▶ _YOUR TASK_
These entries must be printed again exactly as they are.

▶ _SOURCE MATERIAL_
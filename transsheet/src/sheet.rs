//! Translation sheet entries and loading.
//!
//! Every sheet file given for one source file is loaded into the bucket of
//! that source file, so a sheet split across several CSV files merges back
//! into one bucket. Keys repeated across the files are rejected.

use std::path::Path;

use uuid::Uuid;

use crate::{
    catalog::{TranslationBucket, TranslationCatalog},
    error::Error,
    formats::SheetRecord,
    reference_id,
    resolver::{MachinePolicy, resolve_with},
    tag::decode_cell,
    traits::{Keyed, Parser},
    types::{BucketId, is_blank},
};

/// One translation sheet row, with cell tags already decoded.
#[derive(Debug, Clone, PartialEq)]
pub struct TranslationEntry {
    pub bucket_id: BucketId,
    pub key: Uuid,
    pub original: String,
    pub human: String,
    pub machine: String,
    pub reference_id: String,
    pub sequence: u32,
}

impl Keyed for TranslationEntry {
    fn key(&self) -> Uuid {
        self.key
    }
}

impl TranslationEntry {
    /// Converts a sheet row. `<TAB>` is always decoded; CR/LF tags only when
    /// `tag_controls` is set. A row without a sequence number takes `sequence`.
    pub fn from_record(
        bucket_id: BucketId,
        record: SheetRecord,
        sequence: u32,
        tag_controls: bool,
    ) -> Self {
        TranslationEntry {
            bucket_id,
            key: record.key,
            original: decode_cell(&record.english, tag_controls),
            human: decode_cell(&record.japanese, tag_controls),
            machine: decode_cell(&record.machine_translation, tag_controls),
            reference_id: record.reference_id,
            sequence: record.sequence.unwrap_or(sequence),
        }
    }

    /// Picks the final text for `original` from this row.
    pub fn translate(&self, original: &str, policy: &MachinePolicy) -> String {
        resolve_with(original, &self.human, &self.machine, policy)
    }

    /// The row's reference ID, computed from the key when the cell is blank.
    pub fn reference_id(&self) -> String {
        if is_blank(&self.reference_id) {
            reference_id::for_key(&self.key)
        } else {
            self.reference_id.clone()
        }
    }
}

/// Reads one sheet CSV into a bucket named `bucket_id`.
///
/// Rows without a `[[Sequence]]` cell are numbered from `first_sequence` in
/// row order.
pub fn read_sheet_bucket<P: AsRef<Path>>(
    path: P,
    bucket_id: &BucketId,
    tag_controls: bool,
    first_sequence: u32,
) -> Result<TranslationBucket, Error> {
    let path = path.as_ref();
    let records = Vec::<SheetRecord>::read_from(path)?;
    let mut bucket = TranslationBucket::new(bucket_id.clone());
    for (index, record) in records.into_iter().enumerate() {
        let sequence = u32::try_from(index)
            .ok()
            .and_then(|index| first_sequence.checked_add(index))
            .unwrap_or(u32::MAX);
        bucket.add_entry(TranslationEntry::from_record(
            bucket_id.clone(),
            record,
            sequence,
            tag_controls,
        ))?;
    }
    tracing::debug!(
        path = %path.display(),
        bucket = %bucket_id,
        entries = bucket.len(),
        "loaded translation sheet"
    );
    Ok(bucket)
}

/// Loads every sheet file into `catalog` under `bucket_id`.
///
/// Fallback sequence numbers continue from the rows already in the bucket,
/// so they follow creation order across all files.
pub fn load_sheet_files<P: AsRef<Path>>(
    catalog: &mut TranslationCatalog,
    paths: &[P],
    bucket_id: &BucketId,
    tag_controls: bool,
) -> Result<(), Error> {
    for path in paths {
        let loaded = catalog.bucket(bucket_id).map_or(0, |bucket| bucket.len());
        let first_sequence = u32::try_from(loaded + 1).unwrap_or(u32::MAX);
        let bucket = read_sheet_bucket(path, bucket_id, tag_controls, first_sequence)?;
        catalog.add_bucket(bucket)?;
    }
    Ok(())
}
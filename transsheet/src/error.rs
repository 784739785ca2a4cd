//! All error types for the transsheet crate.
//!
//! These are returned from all fallible operations (loading catalogs, merging buckets,
//! reading glossaries, writing sheets, etc.).

use thiserror::Error;
use uuid::Uuid;

#[derive(Error, Debug)]
pub enum Error {
    #[error("parse error: {0}")]
    Parse(#[from] serde_json::Error),

    #[error("CSV parse error: {0}")]
    CsvParse(#[from] csv::Error),

    #[error("I/O error: {0}")]
    Io(#[from] std::io::Error),

    #[error("invalid variable pattern: {0}")]
    Pattern(#[from] regex::Error),

    #[error("duplicate key({key}) in `{bucket}`")]
    DuplicateKey { bucket: String, key: Uuid },

    #[error("duplicate glossary key `{0}`")]
    DuplicateGlossaryKey(String),

    #[error("duplicated glossary keys: {count} error(s)")]
    DuplicateGlossaryKeys { count: usize },

    #[error("unknown conversion type `{0}`")]
    UnknownConversionType(String),

    #[error("translation sheet not found for `{bucket}` ({path})")]
    MissingBucket { bucket: String, path: String },

    #[error("unsupported format: {0}")]
    UnsupportedFormat(String),

    #[error("validation error: {0}")]
    Validation(String),
}

impl Error {
    /// Creates a new duplicate key error for the named bucket.
    pub fn duplicate_key(bucket: impl Into<String>, key: Uuid) -> Self {
        Error::DuplicateKey {
            bucket: bucket.into(),
            key,
        }
    }

    /// Creates a new validation error
    pub fn validation_error(message: impl Into<String>) -> Self {
        Error::Validation(message.into())
    }
}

▶ _RESULT_
filename transsheet/src/sheet.rs
//! Translation sheet entries and loading.
//!
//! Every sheet file given for one source file is loaded into the bucket of
//! that source file, so a sheet split across several CSV files merges back
//! into one bucket. Keys repeated across the files are rejected.

use std::path::Path;

use uuid::Uuid;

use crate::{
    catalog::{TranslationBucket, TranslationCatalog},
    error::Error,
    formats::SheetRecord,
    reference_id,
    resolver::{MachinePolicy, resolve_with},
    tag::decode_cell,
    traits::{Keyed, Parser},
    types::{BucketId, is_blank},
};

/// One translation sheet row, with cell tags already decoded.
#[derive(Debug, Clone, PartialEq)]
pub struct TranslationEntry {
    pub bucket_id: BucketId,
    pub key: Uuid,
    pub original: String,
    pub human: String,
    pub machine: String,
    pub reference_id: String,
    pub sequence: u32,
}

impl Keyed for TranslationEntry {
    fn key(&self) -> Uuid {
        self.key
    }
}

impl TranslationEntry {
    /// Converts a sheet row. `<TAB>` is always decoded; CR/LF tags only when
    /// `tag_controls` is set. A row without a sequence number takes `sequence`.
    pub fn from_record(
        bucket_id: BucketId,
        record: SheetRecord,
        sequence: u32,
        tag_controls: bool,
    ) -> Self {
        TranslationEntry {
            bucket_id,
            key: record.key,
            original: decode_cell(&record.english, tag_controls),
            human: decode_cell(&record.japanese, tag_controls),
            machine: decode_cell(&record.machine_translation, tag_controls),
            reference_id: record.reference_id,
            sequence: record.sequence.unwrap_or(sequence),
        }
    }

    /// Picks the final text for `original` from this row.
    pub fn translate(&self, original: &str, policy: &MachinePolicy) -> String {
        resolve_with(original, &self.human, &self.machine, policy)
    }

    /// The row's reference ID, computed from the key when the cell is blank.
    pub fn reference_id(&self) -> String {
        if is_blank(&self.reference_id) {
            reference_id::for_key(&self.key)
        } else {
            self.reference_id.clone()
        }
    }
}

/// Reads one sheet CSV into a bucket named `bucket_id`.
///
/// Rows without a `[[Sequence]]` cell are numbered from `first_sequence` in
/// row order.
pub fn read_sheet_bucket<P: AsRef<Path>>(
    path: P,
    bucket_id: &BucketId,
    tag_controls: bool,
    first_sequence: u32,
) -> Result<TranslationBucket, Error> {
    let path = path.as_ref();
    let records = Vec::<SheetRecord>::read_from(path)?;
    let mut bucket = TranslationBucket::new(bucket_id.clone());
    for (index, record) in records.into_iter().enumerate() {
        let sequence = u32::try_from(index)
            .ok()
            .and_then(|index| first_sequence.checked_add(index))
            .unwrap_or(u32::MAX);
        bucket.add_entry(TranslationEntry::from_record(
            bucket_id.clone(),
            record,
            sequence,
            tag_controls,
        ))?;
    }
    tracing::debug!(
        path = %path.display(),
        bucket = %bucket_id,
        entries = bucket.len(),
        "loaded translation sheet"
    );
    Ok(bucket)
}

/// Loads every sheet file into `catalog` under `bucket_id`.
///
/// Fallback sequence numbers continue from the rows already in the bucket,
/// so they follow creation order across all files.
pub fn load_sheet_files<P: AsRef<Path>>(
    catalog: &mut TranslationCatalog,
    paths: &[P],
    bucket_id: &BucketId,
    tag_controls: bool,
) -> Result<(), Error> {
    for path in paths {
        let loaded = catalog.bucket(bucket_id).map_or(0, |bucket| bucket.len());
        let first_sequence = u32::try_from(loaded + 1).unwrap_or(u32::MAX);
        let bucket = read_sheet_bucket(path, bucket_id, tag_controls, first_sequence)?;
        catalog.add_bucket(bucket)?;
    }
    Ok(())
}
filename transsheet/src/error.rs
repository 784739785ca2a4cd
//! All error types for the transsheet crate.
//!
//! These are returned from all fallible operations (loading catalogs, merging buckets,
//! reading glossaries, writing sheets, etc.).

use thiserror::Error;
use uuid::Uuid;

#[derive(Error, Debug)]
pub enum Error {
    #[error("parse error: {0}")]
    Parse(#[from] serde_json::Error),

    #[error("CSV parse error: {0}")]
    CsvParse(#[from] csv::Error),

    #[error("I/O error: {0}")]
    Io(#[from] std::io::Error),

    #[error("invalid variable pattern: {0}")]
    Pattern(#[from] regex::Error),

    #[error("duplicate key({key}) in `{bucket}`")]
    DuplicateKey { bucket: String, key: Uuid },

    #[error("duplicate glossary key `{0}`")]
    DuplicateGlossaryKey(String),

    #[error("duplicated glossary keys: {count} error(s)")]
    DuplicateGlossaryKeys { count: usize },

    #[error("unknown conversion type `{0}`")]
    UnknownConversionType(String),

    #[error("translation sheet not found for `{bucket}` ({path})")]
    MissingBucket { bucket: String, path: String },

    #[error("unsupported format: {0}")]
    UnsupportedFormat(String),

    #[error("validation error: {0}")]
    Validation(String),
}

impl Error {
    /// Creates a new duplicate key error for the named bucket.
    pub fn duplicate_key(bucket: impl Into<String>, key: Uuid) -> Self {
        Error::DuplicateKey {
            bucket: bucket.into(),
            key,
        }
    }

    /// Creates a new validation error
    pub fn validation_error(message: impl Into<String>) -> Self {
        Error::Validation(message.into())
    }
}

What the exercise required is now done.